Interest in buying locally produced food has helped butchers' business as consumers who want to know more about the steaks or chops they eat crowd counters at shops nationwide.

Associated Press Writer

DES MOINES, Iowa —

Interest in buying locally produced food has helped butchers' business as consumers who want to know more about the steaks or chops they eat crowd counters at shops nationwide.

"I could say that in the past five years, my business has doubled," said John Brooks Jr., the meat-cutter at Des Moines' B&B Grocery, Meat and Deli, an 88-year-old family owned store.

More people care that all the beef he butchers is locally grown in central Iowa, Brooks said, and other butchers said the same. The executive director of the Elizabethtown, Pa.-based American Association of Meat Processors, said he doesn't have numbers on how much members' business has grown, but most are doing well.

"They seem to, at the retail level, be doing rather well," Jay Wenther said.

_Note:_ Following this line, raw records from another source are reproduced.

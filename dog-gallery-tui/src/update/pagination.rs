//! 翻页更新逻辑

use crate::message::PaginationMessage;
use crate::model::App;

use super::after_navigation;

/// 处理翻页消息
pub fn update(app: &mut App, msg: PaginationMessage) {
    let changed = match msg {
        PaginationMessage::Previous => app.page.go_to_previous(),
        PaginationMessage::Next => app.page.go_to_next(),
        PaginationMessage::GoTo(page) => app.page.go_to_page(page),
    };
    after_navigation(app, changed);
}
//! 快捷键配置

use crossterm::event::{KeyCode, KeyEvent, KeyModifiers};

/// 快捷键绑定
#[derive(Debug, Clone)]
pub struct KeyBinding {
    pub modifiers: KeyModifiers,
    pub code: KeyCode,
}

impl KeyBinding {
    pub const fn new(modifiers: KeyModifiers, code: KeyCode) -> Self {
        Self { modifiers, code }
    }

    pub const fn key(code: KeyCode) -> Self {
        Self::new(KeyModifiers::NONE, code)
    }

    pub const fn ctrl(code: KeyCode) -> Self {
        Self::new(KeyModifiers::CONTROL, code)
    }

    /// 检查按键事件是否匹配此快捷键绑定
    pub fn matches(&self, key: &KeyEvent) -> bool {
        key.modifiers == self.modifiers && key.code == self.code
    }
}

/// 默认快捷键配置
pub struct DefaultKeymap;

impl DefaultKeymap {
    // 全局
    pub const QUIT: KeyBinding = KeyBinding::key(KeyCode::Char('q'));
    pub const FORCE_QUIT: KeyBinding = KeyBinding::ctrl(KeyCode::Char('c'));
    pub const REFRESH: KeyBinding = KeyBinding::key(KeyCode::Char('r'));

    // 翻页
    pub const PAGE_PREV: [KeyBinding; 3] = [
        KeyBinding::key(KeyCode::Left),
        KeyBinding::key(KeyCode::Char('h')),
        KeyBinding::key(KeyCode::PageUp),
    ];
    pub const PAGE_NEXT: [KeyBinding; 3] = [
        KeyBinding::key(KeyCode::Right),
        KeyBinding::key(KeyCode::Char('l')),
        KeyBinding::key(KeyCode::PageDown),
    ];

    // 跳页输入框
    pub const FOCUS_PAGE_JUMP: [KeyBinding; 3] = [
        KeyBinding::key(KeyCode::Tab),
        KeyBinding::key(KeyCode::Char('/')),
        KeyBinding::key(KeyCode::Char('g')),
    ];
}

/// 是否匹配一组绑定中的任意一个
pub fn matches_any(bindings: &[KeyBinding], key: &KeyEvent) -> bool {
    bindings.iter().any(|b| b.matches(key))
}
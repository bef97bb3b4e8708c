//! Source factory.

use std::sync::Arc;
use std::time::Duration;

use crate::error::Result;
use crate::sources::{DemoDogSource, DogApiClient};
use crate::traits::DogSource;

/// Which source to build and how.
#[derive(Debug, Clone, PartialEq, Eq)]
pub enum SourceSettings {
    /// Talk to the HTTP API at `base_url`.
    Http {
        base_url: String,
        /// `None` means requests may wait forever.
        timeout: Option<Duration>,
    },
    /// Serve the built-in catalogue.
    Demo { latency: Duration },
}

/// Creates a [`DogSource`] from the given settings.
///
/// The result is wrapped in `Arc<dyn DogSource>` so it can be shared with
/// every spawned fetch task.
///
/// ```rust,no_run
/// use dog_gallery_client::{create_source, SourceSettings};
///
/// let source = create_source(SourceSettings::Http {
///     base_url: "http://localhost:8000".to_string(),
///     timeout: None,
/// }).unwrap();
/// ```
pub fn create_source(settings: SourceSettings) -> Result<Arc<dyn DogSource>> {
    match settings {
        SourceSettings::Http { base_url, timeout } => {
            Ok(Arc::new(DogApiClient::with_timeout(base_url, timeout)?))
        }
        SourceSettings::Demo { latency } => {
            Ok(Arc::new(DemoDogSource::new().with_latency(latency)))
        }
    }
}
//!
//! app.rs
//! 应用主循环
//!
//!
//! 启动时 App 的状态：
//!
//! App {
//!     should_quit: false,
//!     focus: FocusPanel::List,
//!     page: PageState { current_page: 1, pending_input: "1" },
//!     fetch: FetchState { is_loading: true, .. },     // 第 1 页的请求已签发
//!     alerts: 空,
//!     ..
//! }
//!
//!
//! 主循环大约每 100 ms 执行一次（取决于有无事件）：
//! loop {
//!
//!     terminal.draw(|f| view::render(&app, f))        // 渲染 UI
//!     if app.should_quit { break }
//!     while let Ok(done) = rx.try_recv() {             // 收取已完成的抓取任务
//!         update(&mut app, FetchCompleted(done))           // 过期的结果在这里被丢弃
//!     }
//!     for ticket in app.take_fetch_requests() {        // 派发新签发的请求
//!         fetcher.dispatch(ticket)
//!     }
//!     if let Some(event) = poll_event() {              // 等待输入，最多 100ms
//!         let msg = handle_event(event, &app);
//!         update(&mut app, msg)
//!     }
//! }
//!
//! 网络请求只在 tokio 任务里执行；Model 只在这个线程里被修改。

use std::time::Duration;

use anyhow::Result;
use tokio::sync::mpsc::UnboundedReceiver;

use crate::backend::Fetcher;
use crate::event;
use crate::message::AppMessage;
use crate::model::{App, FetchCompleted};
use crate::update;
use crate::util::Term;
use crate::view;

/// 轮询输入的超时
const TICK: Duration = Duration::from_millis(100);

/// 运行应用主循环
pub fn run(
    terminal: &mut Term,
    app: &mut App,
    fetcher: &Fetcher,
    results: &mut UnboundedReceiver<FetchCompleted>,
) -> Result<()> {
    loop {
        // 1. 渲染 UI
        terminal.draw(|frame| {
            view::render(app, frame);
        })?;

        // 2. 检查是否应该退出
        if app.should_quit {
            break;
        }

        // 3. 收取抓取结果，派发新请求
        pump(app, fetcher, results);

        // 4. 轮询事件（100ms 超时）
        if let Some(event) = event::poll_event(TICK)? {
            // 5. 处理事件，获取消息
            let msg = event::handle_event(event, app);

            // 6. 更新状态
            update::update(app, msg);
        }
    }

    tracing::info!("main loop finished");
    Ok(())
}

/// 应用已到达的结果，并把新签发的请求交给派发器
fn pump(app: &mut App, fetcher: &Fetcher, results: &mut UnboundedReceiver<FetchCompleted>) {
    while let Ok(outcome) = results.try_recv() {
        update::update(app, AppMessage::FetchCompleted(outcome));
    }
    for ticket in app.take_fetch_requests() {
        fetcher.dispatch(ticket);
    }
}
//! 主题和样式定义

use ratatui::style::{Color, Modifier, Style};
use serde::{Deserialize, Serialize};
use std::sync::atomic::{AtomicU8, Ordering};

// 默认为 0 (Dark)，相应地，1 为 Light
static CURRENT_THEME: AtomicU8 = AtomicU8::new(0);

/// 主题枚举
#[derive(Debug, Clone, Copy, PartialEq, Eq, Default, Serialize, Deserialize)]
#[serde(rename_all = "snake_case")]
pub enum Theme {
    #[default]
    Dark,
    Light,
}

impl Theme {
    const fn index(self) -> u8 {
        match self {
            Self::Dark => 0,
            Self::Light => 1,
        }
    }
}

/// 设置当前主题
pub fn set_theme(theme: Theme) {
    CURRENT_THEME.store(theme.index(), Ordering::SeqCst);
}

/// 获取当前主题的颜色方案
pub fn colors() -> ThemeColors {
    match CURRENT_THEME.load(Ordering::SeqCst) {
        0 => ThemeColors::dark(),
        _ => ThemeColors::light(),
    }
}

/// 主题颜色
#[derive(Debug, Clone)]
pub struct ThemeColors {
    pub fg: Color,
    pub border: Color,
    pub border_focused: Color,
    pub highlight: Color,
    pub selected_bg: Color,
    pub selected_fg: Color,
    pub success: Color,
    pub warning: Color,
    pub error: Color,
    pub muted: Color,
}

impl ThemeColors {
    /// 深色主题
    pub fn dark() -> Self {
        Self {
            fg: Color::Rgb(212, 212, 212),
            border: Color::Rgb(62, 62, 62),
            border_focused: Color::Rgb(0, 122, 204),
            highlight: Color::Rgb(0, 122, 204),
            selected_bg: Color::Rgb(38, 79, 120),
            selected_fg: Color::White,
            success: Color::Rgb(78, 201, 176),
            warning: Color::Rgb(206, 145, 120),
            error: Color::Rgb(244, 135, 113),
            muted: Color::Rgb(128, 128, 128),
        }
    }

    /// 浅色主题
    pub fn light() -> Self {
        Self {
            fg: Color::Rgb(51, 51, 51),
            border: Color::Rgb(204, 204, 204),
            border_focused: Color::Rgb(0, 102, 204),
            highlight: Color::Rgb(0, 102, 204),
            selected_bg: Color::Rgb(204, 232, 255),
            selected_fg: Color::Black,
            success: Color::Rgb(34, 134, 58),
            warning: Color::Rgb(176, 136, 0),
            error: Color::Rgb(215, 58, 73),
            muted: Color::Rgb(128, 128, 128),
        }
    }
}

/// 常用样式
pub struct Styles;

impl Styles {
    /// 边框样式
    pub fn border(focused: bool) -> Style {
        let c = colors();
        Style::default().fg(if focused { c.border_focused } else { c.border })
    }

    /// 选中项样式
    pub fn selected() -> Style {
        let c = colors();
        Style::default()
            .bg(c.selected_bg)
            .fg(c.selected_fg)
            .add_modifier(Modifier::BOLD)
    }

    /// 状态栏样式
    pub fn statusbar() -> Style {
        Style::default().bg(colors().highlight).fg(Color::White)
    }

    /// 不可用控件样式
    pub fn disabled() -> Style {
        Style::default()
            .fg(colors().muted)
            .add_modifier(Modifier::DIM)
    }

    /// 快捷键提示样式
    pub fn hint_key() -> Style {
        Style::default().fg(Color::Yellow).add_modifier(Modifier::BOLD)
    }

    /// 快捷键说明样式
    pub fn hint_desc() -> Style {
        Style::default().fg(Color::Rgb(220, 220, 220))
    }
}

#[cfg(test)]
mod tests {
    use super::*;

    #[test]
    fn theme_serializes_lowercase() {
        assert_eq!(serde_json::to_string(&Theme::Light).unwrap(), "\"light\"");
        let dark: Theme = serde_json::from_str("\"dark\"").unwrap();
        assert_eq!(dark, Theme::Dark);
    }
}
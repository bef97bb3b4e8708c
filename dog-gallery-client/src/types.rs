//! Wire types for the `/api/data` endpoint.

use serde::{Deserialize, Deserializer, Serialize};

/// Image shown for records whose `image` is empty or missing.
pub const PLACEHOLDER_IMAGE_URL: &str = "https://via.placeholder.com/300";

/// A single dog entry.
///
/// Records have no identity beyond their position in a page.
#[derive(Debug, Clone, PartialEq, Eq, Serialize, Deserialize)]
pub struct DogRecord {
    /// Breed label.
    pub breed: String,
    /// Image URL; `None` when the server sent an empty, blank or null value.
    #[serde(default, deserialize_with = "blank_as_none")]
    pub image: Option<String>,
}

impl DogRecord {
    pub fn new(breed: impl Into<String>, image: impl Into<String>) -> Self {
        let image = image.into();
        Self {
            breed: breed.into(),
            image: (!image.trim().is_empty()).then_some(image),
        }
    }

    /// Image to display, falling back to [`PLACEHOLDER_IMAGE_URL`].
    pub fn image_url(&self) -> &str {
        self.image.as_deref().unwrap_or(PLACEHOLDER_IMAGE_URL)
    }

    /// Whether [`Self::image_url`] is the placeholder.
    pub fn uses_placeholder(&self) -> bool {
        self.image.is_none()
    }
}

/// Envelope `status` discriminator.
#[derive(Debug, Clone, Copy, PartialEq, Eq, Serialize, Deserialize)]
#[serde(rename_all = "lowercase")]
pub enum EnvelopeStatus {
    Success,
    Error,
}

/// JSON wrapper returned by the API.
///
/// ```json
/// { "status": "success", "data": [ { "breed": "Pug", "image": "..." } ] }
/// { "status": "error", "message": "..." }
/// ```
#[derive(Debug, Clone, PartialEq, Eq, Serialize, Deserialize)]
pub struct Envelope {
    pub status: EnvelopeStatus,
    #[serde(default, deserialize_with = "null_as_default")]
    pub data: Vec<DogRecord>,
    #[serde(default, skip_serializing_if = "Option::is_none")]
    pub message: Option<String>,
}

impl Envelope {
    pub fn success(data: Vec<DogRecord>) -> Self {
        Self {
            status: EnvelopeStatus::Success,
            data,
            message: None,
        }
    }

    pub fn error(message: impl Into<String>) -> Self {
        Self {
            status: EnvelopeStatus::Error,
            data: Vec::new(),
            message: Some(message.into()),
        }
    }
}

/// Lenient view of a non-2xx body, used only to dig out a message.
///
/// `detail` is what FastAPI puts in its own error bodies.
#[derive(Debug, Default, Deserialize)]
pub(crate) struct ErrorBody {
    #[serde(default)]
    pub message: Option<String>,
    #[serde(default)]
    pub detail: Option<serde_json::Value>,
}

impl ErrorBody {
    pub fn into_message(self) -> Option<String> {
        self.message.or(match self.detail {
            Some(serde_json::Value::String(s)) => Some(s),
            _ => None,
        })
    }
}

fn blank_as_none<'de, D>(deserializer: D) -> Result<Option<String>, D::Error>
where
    D: Deserializer<'de>,
{
    let value = Option::<String>::deserialize(deserializer)?;
    Ok(value.filter(|s| !s.trim().is_empty()))
}

fn null_as_default<'de, D, T>(deserializer: D) -> Result<T, D::Error>
where
    D: Deserializer<'de>,
    T: Default + Deserialize<'de>,
{
    Ok(Option::<T>::deserialize(deserializer)?.unwrap_or_default())
}
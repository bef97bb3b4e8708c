//! Concrete [`DogSource`](crate::DogSource) implementations.

mod demo;
mod http;

pub use demo::{DEMO_PAGE_SIZE, DemoDogSource};
pub use http::{DATA_PATH, DogApiClient, decode_response};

Amy Sipes said she and her husband John Rediess, have seen "an upsurge" in business at their shop, John's Custom Meats in Smiths Grove, Ky. More people want to know where their food is produced, she said.

"They want a connection of some sort," Sipes said. "They're looking for a transparency, a connection to that farm."

Their business has increased about 40 percent in the past few years, in part because of food safety concerns.

"Anytime there is an E. coli scare for hamburger, my business booms," Sipes said. "The majority of people are information seekers - they ask a lot of questions. They're looking for someone to tell them if something is true or if it isn't."

Her husband is a fifth-generation butcher, whose father, grandfather and great-grandfather cut meat in Michigan.

Wenther said one reason such butchers are doing well is because there are fewer of them now than decades ago - in part because fewer people want to devote the time to learning the trade.

"A lot of our membership consists of handed-down businesses," Wenther said. "It's a passed-down art. You don't see a lot of kids getting out of high school or college wanting to start up their own butcher shop."

Most of the shops left serve a niche market, he said. In some cases, they have diversified and added services or products. In others, they serve farmers who want carcasses butchered so they can sell meat privately.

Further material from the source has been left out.